Freight News, Road, Logistics, Business

Logistics UK lambasts government Brexit unreadiness

[ November 11, 2020   //   ]

Logistics UK policy director Elizabeth de Jong addressed the House of Commons Select Committee on the Future Relationship with the European Union on 11 November, calling on the government to provide the clarity and systems its members require to prepare for the end of Brexit transition on 31 December. Without these, she warned, the UK’s highly interconnected supply chain will break, with the potential for disruptions including lorry queues in Dover and supply issues for Northern Ireland.

De Jong added that the industry had been pressing government for clarity on business and government readiness for the UK’s departure but not enough has been forthcoming. For example, there are significant delays in delivery of the Haulier Handbook, which is intended to give clear, vital guidance to drivers of all relevant nationalities and hence minimise the length of queues at ports.  The launch date for this has been put back to 18 November for a semi-complete version, and 7 December for a complete version – less than four weeks before the UK leaves the EU.  This product must then be translated and circulated to thousands of hauliers across Europe so they can read and understand it, and prepare for 1 January 2021.

She added: “Of particular concern are operational barriers and the lack of clarity over trading arrangements between GB and NI. The Customs Declaration Service is untested and construction of Border Inspection Posts for SPS checks has not yet started and will take up to six months to complete.”

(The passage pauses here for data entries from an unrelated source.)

/// Call a tool by name
///
/// # Errors
///
/// Unknown tools map to `-32601`; domain failures carry the code of their
/// [`dox_core::DoxError`] variant.
#[must_use = "this function returns a Result that should be handled"]
pub fn call_tool(state: &ServerState, name: &str, args: Value) -> Result<Value, McpError> {
    log::debug!("tools/call {name}");
    match name {
        "list_categories" => {
            let include_counts = bool_arg(&args, "include_counts", false)?;
            let sport_id = int_arg(&args, "sport_id")?;
            let categories = list_categories(state.store(), include_counts, sport_id)?;
            Ok(json!({ "categories": to_json(&categories)? }))
        }
        "list_sports" => {
            let active_only = bool_arg(&args, "active_only", true)?;
            let sports = list_sports(state.store(), active_only)?;
            Ok(json!({ "total": sports.len(), "sports": to_json(&sports)? }))
        }
        "get_policy" => {
            let lookup = PolicyLookup::from_value(&args)?;
            to_json(&get_policy(state.store(), &lookup)?)
        }
        "list_manual_templates" => {
            let templates = stored_templates(state.store())?;
            Ok(json!({ "templates": to_json(&templates)? }))
        }
        "get_manual_templates" => {
            let templates = all_templates(state.store())?;
            Ok(json!({ "templates": to_json(&templates)? }))
        }
        "generate_manual" => {
            let selection = ManualSelection::from_value(args)?;
            to_json(&state.service().generate_manual(&selection)?)
        }
        "preview_manual" => {
            let selection = ManualSelection::from_value(args)?;
            to_json(&state.service().preview_manual(&selection)?)
        }
        "create_policy" => to_json(&create_policy(state.store(), from_args(args)?)?),
        "update_policy" => to_json(&update_policy(state.store(), from_args(args)?)?),
        "archive_policy" => to_json(&archive_policy(state.store(), from_args(args)?)?),
        "approve_policy" => to_json(&approve_policy(state.store(), from_args(args)?)?),
        "list_policies" => to_json(&list_policies(state.store(), from_args(args)?)?),
        "get_policy_history" => to_json(&get_policy_history(state.store(), from_args(args)?)?),
        "list_tags" => to_json(&list_tags(state.store(), from_args(args)?)?),
        "search_policies" => to_json(&search_policies(state.store(), from_args(args)?)?),
        "search_by_sport" => to_json(&search_by_sport(state.store(), from_args(args)?)?),
        "search_by_category" => to_json(&search_by_category(state.store(), from_args(args)?)?),
        "search_by_keywords" => to_json(&search_by_keywords(state.store(), from_args(args)?)?),
        _ => Err(McpError::method_not_found(format!("Tool \"{name}\" not found"))),
    }
}

fn to_json<T: Serialize>(value: &T) -> Result<Value, McpError> {
    serde_json::to_value(value).map_err(|e| McpError::new(INTERNAL_ERROR, e.to_string()))
}

fn bool_arg(args: &Value, key: &str, default: bool) -> Result<bool, McpError> {
    match args.get(key) {
        None | Some(Value::Null) => Ok(default),
        Some(Value::Bool(b)) => Ok(*b),
        Some(_) => Err(McpError::invalid_params(format!("{key} must be a boolean"))),
    }
}

fn int_arg(args: &Value, key: &str) -> Result<Option<i64>, McpError> {
    match args.get(key) {
        None | Some(Value::Null) => Ok(None),
        Some(v) => v
            .as_i64()
            .map(Some)
            .ok_or_else(|| McpError::invalid_params(format!("{key} must be an integer"))),
    }
}
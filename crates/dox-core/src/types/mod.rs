//! Domain types for policies, sports and manuals.

mod category;
mod manual;
mod policy;
mod sport;

pub use category::{title_case, PolicyCategory};
pub use manual::{
    ManualDescriptor, ManualSection, ManualSelection, ManualStatus, NewManual, OutputFormat,
    TemplateConfig,
};
pub use policy::{Policy, PolicyNumber, PolicyStatus, PolicyVersion, Version};
pub use sport::Sport;
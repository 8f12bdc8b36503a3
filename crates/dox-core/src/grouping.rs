//! Grouping of a flat policy list into category sections.
//!
//! Groups are exposed in the order their category is first encountered in the
//! input, and each group keeps the input's relative order. Both orders drive
//! the table of contents and the body, so grouping the same input twice always
//! yields the same structure.

use crate::types::{Policy, PolicyCategory};
use std::collections::HashMap;

/// One category and its policies, borrowed from the flat list.
#[derive(Debug, Clone, PartialEq)]
pub struct CategoryGroup<'a> {
    pub category: PolicyCategory,
    pub policies: Vec<&'a Policy>,
}

impl CategoryGroup<'_> {
    #[inline]
    #[must_use]
    pub fn len(&self) -> usize {
        self.policies.len()
    }

    #[inline]
    #[must_use]
    pub fn is_empty(&self) -> bool {
        self.policies.is_empty()
    }
}

/// Ordered category groups built from one assembly request.
#[derive(Debug, Clone, PartialEq, Default)]
pub struct CategoryGroups<'a> {
    groups: Vec<CategoryGroup<'a>>,
}

impl<'a> CategoryGroups<'a> {
    /// Group `policies` by category in first-seen order.
    ///
    /// Categories with no policies never appear.
    #[must_use]
    pub fn build(policies: &'a [Policy]) -> Self {
        let mut groups: Vec<CategoryGroup<'a>> = Vec::new();
        let mut slots: HashMap<PolicyCategory, usize> = HashMap::new();

        for policy in policies {
            let slot = *slots.entry(policy.category).or_insert_with(|| {
                groups.push(CategoryGroup {
                    category: policy.category,
                    policies: Vec::new(),
                });
                groups.len() - 1
            });
            groups[slot].policies.push(policy);
        }

        Self { groups }
    }

    #[inline]
    pub fn iter(&self) -> std::slice::Iter<'_, CategoryGroup<'a>> {
        self.groups.iter()
    }

    /// Number of categories.
    #[inline]
    #[must_use]
    pub fn len(&self) -> usize {
        self.groups.len()
    }

    #[inline]
    #[must_use]
    pub fn is_empty(&self) -> bool {
        self.groups.is_empty()
    }

    /// Total number of grouped policies.
    #[must_use]
    pub fn policy_count(&self) -> usize {
        self.groups.iter().map(CategoryGroup::len).sum()
    }

    /// Categories in group order.
    #[must_use]
    pub fn categories(&self) -> Vec<PolicyCategory> {
        self.groups.iter().map(|g| g.category).collect()
    }

    /// `(category, group size)` pairs in group order.
    #[must_use]
    pub fn sizes(&self) -> Vec<(PolicyCategory, usize)> {
        self.groups.iter().map(|g| (g.category, g.len())).collect()
    }

    #[must_use]
    pub fn get(&self, category: PolicyCategory) -> Option<&CategoryGroup<'a>> {
        self.groups.iter().find(|g| g.category == category)
    }
}

impl<'g, 'a> IntoIterator for &'g CategoryGroups<'a> {
    type Item = &'g CategoryGroup<'a>;
    type IntoIter = std::slice::Iter<'g, CategoryGroup<'a>>;

    fn into_iter(self) -> Self::IntoIter {
        self.groups.iter()
    }
}

#[cfg(test)]
mod tests {
    use super::*;
    use crate::types::PolicyNumber;

    fn policy(n: u32, category: PolicyCategory) -> Policy {
        let number = PolicyNumber::parse(format!("GEN-TST-{n:03}")).unwrap();
        Policy::new(n.to_string(), number, format!("Policy {n}"), category, "body")
    }

    #[test]
    fn test_empty_input_has_no_groups() {
        let groups = CategoryGroups::build(&[]);
        assert!(groups.is_empty());
        assert_eq!(groups.policy_count(), 0);
    }

    #[test]
    fn test_groups_follow_first_seen_order() {
        let policies = vec![
            policy(1, PolicyCategory::Officiating),
            policy(2, PolicyCategory::Administrative),
            policy(3, PolicyCategory::Officiating),
            policy(4, PolicyCategory::Eligibility),
            policy(5, PolicyCategory::Administrative),
        ];
        let groups = CategoryGroups::build(&policies);

        assert_eq!(
            groups.categories(),
            vec![
                PolicyCategory::Officiating,
                PolicyCategory::Administrative,
                PolicyCategory::Eligibility
            ]
        );
        let officiating: Vec<&str> = groups
            .get(PolicyCategory::Officiating)
            .unwrap()
            .policies
            .iter()
            .map(|p| p.id.as_str())
            .collect();
        assert_eq!(officiating, vec!["1", "3"]);
        assert_eq!(
            groups.sizes(),
            vec![
                (PolicyCategory::Officiating, 2),
                (PolicyCategory::Administrative, 2),
                (PolicyCategory::Eligibility, 1)
            ]
        );
    }

    #[test]
    fn test_absent_categories_are_not_created() {
        let policies = vec![policy(1, PolicyCategory::Governance)];
        let groups = CategoryGroups::build(&policies);
        assert_eq!(groups.len(), 1);
        assert!(groups.get(PolicyCategory::Officiating).is_none());
    }
}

New Trusted Trader schemes such as a Retail Movement System are required to allow safe, secure businesses to have streamlined border processes for GB to NI trade, she continued. Simplified processes are vital if businesses and consumers are to be protected. The sector needs comprehensive written guidance on how trade between GB and NI will operate so that importers, exporters and logistics businesses can prepare.

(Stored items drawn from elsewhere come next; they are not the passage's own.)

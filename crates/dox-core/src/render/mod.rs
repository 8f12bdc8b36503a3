//! Manual rendering.
//!
//! A manual is laid out as a cover page, an optional table of contents, one
//! body section per category group and an optional alphabetical index. Pages
//! are composed in points on a fixed geometry, then serialized as PDF with
//! `lopdf`.
//!
//! Rendering is pure: the same request always produces the same bytes.

mod compose;
pub mod index;
mod pdf;
pub mod text;

pub use index::{index_buckets, IndexBucket};

use crate::error::Result;
use crate::estimate::PageEstimate;
use crate::grouping::CategoryGroups;
use crate::types::PolicyCategory;
use chrono::{DateTime, Utc};
use log::debug;
use serde::{Deserialize, Serialize};

/// Physical page size.
#[derive(Debug, Clone, Copy, PartialEq, Eq, Hash, Default, Serialize, Deserialize)]
#[serde(rename_all = "lowercase")]
pub enum PageSize {
    #[default]
    Letter,
    A4,
}

impl PageSize {
    /// `(width, height)` in points.
    #[must_use]
    pub const fn dimensions(self) -> (f32, f32) {
        match self {
            Self::Letter => (612.0, 792.0),
            Self::A4 => (595.0, 842.0),
        }
    }
}

/// Organization lines printed on the cover.
#[derive(Debug, Clone, PartialEq, Eq, Serialize, Deserialize)]
pub struct Branding {
    pub organization: String,
    pub manual_kind: String,
}

impl Default for Branding {
    fn default() -> Self {
        Self {
            organization: String::from("Big 12 Conference"),
            manual_kind: String::from("Administrative Manual"),
        }
    }
}

/// Layout switches for one render.
#[derive(Debug, Clone, PartialEq, Eq, Default)]
pub struct RenderOptions {
    pub include_toc: bool,
    pub include_index: bool,
    /// Template id, recorded as the document subject.
    pub template: Option<String>,
    pub page_size: PageSize,
    pub branding: Branding,
}

/// Descriptive summary of an assembled manual.
///
/// Shared verbatim by the rendered cover and the preview response.
#[derive(Debug, Clone, PartialEq, Eq, Serialize, Deserialize)]
pub struct ManualMetadata {
    pub title: String,
    pub generated_at: DateTime<Utc>,
    pub total_policies: usize,
    /// Categories in group order.
    pub categories: Vec<PolicyCategory>,
    /// Sport name, or `"Multi-Sport"` when no sport filter applies.
    pub sport: String,
}

/// Everything needed to lay out one manual.
#[derive(Debug, Clone, Copy)]
pub struct RenderRequest<'a> {
    pub metadata: &'a ManualMetadata,
    pub groups: &'a CategoryGroups<'a>,
    pub estimate: &'a PageEstimate,
    pub options: &'a RenderOptions,
}

/// What a rendered page holds.
#[derive(Debug, Clone, Copy, PartialEq, Eq, Hash)]
pub enum PageRole {
    Cover,
    Toc,
    Body(PolicyCategory),
    Index,
}

/// A rendered document and the role of each of its pages.
#[derive(Debug, Clone, PartialEq, Eq)]
pub struct RenderedManual {
    pub bytes: Vec<u8>,
    pub pages: Vec<PageRole>,
}

impl RenderedManual {
    #[inline]
    #[must_use]
    pub fn page_count(&self) -> usize {
        self.pages.len()
    }

    /// 1-based page numbers where each body section begins.
    #[must_use]
    pub fn section_starts(&self) -> Vec<(PolicyCategory, usize)> {
        let mut starts: Vec<(PolicyCategory, usize)> = Vec::new();
        for (i, role) in self.pages.iter().enumerate() {
            if let PageRole::Body(category) = role {
                if starts.last().map(|&(c, _)| c) != Some(*category) {
                    starts.push((*category, i + 1));
                }
            }
        }
        starts
    }
}

/// PDF manual renderer.
#[derive(Debug, Clone)]
pub struct ManualRenderer {
    producer: String,
}

impl Default for ManualRenderer {
    fn default() -> Self {
        Self::new()
    }
}

impl ManualRenderer {
    #[must_use]
    pub fn new() -> Self {
        Self {
            producer: format!("dox-core {}", env!("CARGO_PKG_VERSION")),
        }
    }

    /// Lay out and serialize the manual.
    ///
    /// Callers must reject empty selections beforehand; an empty group list
    /// renders a cover with nothing behind it.
    ///
    /// # Errors
    ///
    /// Returns [`DoxError::Render`](crate::DoxError::Render) if the PDF
    /// writer fails.
    pub fn render(&self, request: &RenderRequest<'_>) -> Result<RenderedManual> {
        let geometry = compose::PageGeometry::from(request.options.page_size);
        let pages = compose::compose(request, geometry);
        let roles: Vec<PageRole> = pages.iter().map(|p| p.role).collect();

        let info = pdf::DocumentInfo {
            title: &request.metadata.title,
            subject: request
                .options
                .template
                .as_deref()
                .unwrap_or(&request.options.branding.manual_kind),
            producer: &self.producer,
            created: request.metadata.generated_at,
        };
        let bytes = pdf::write_pdf(&pages, geometry, &info)?;

        debug!(
            "Rendered '{}': {} page(s), {} bytes",
            request.metadata.title,
            roles.len(),
            bytes.len()
        );

        Ok(RenderedManual {
            bytes,
            pages: roles,
        })
    }
}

With 50 days left to the end of the Transition Period, the industry’s concerns have also been raised in a letter to Michael Gove MP, in which Logistics UK highlighted these issues and urged action from government, as Ms de Jong explains:

“With the economy still reeling from handling the impact of COVID-19, the last thing UK PLC needs is another major shock of our own making,” she continues.  “The logistics industry is committed to making Brexit work for the good of the nation but at this late stage, we need government’s help now to ensure our industry can continue to support UK business, prevent lorry queues at Dover and empty shelves in NI and make a success of the UK’s departure from the Single Market.”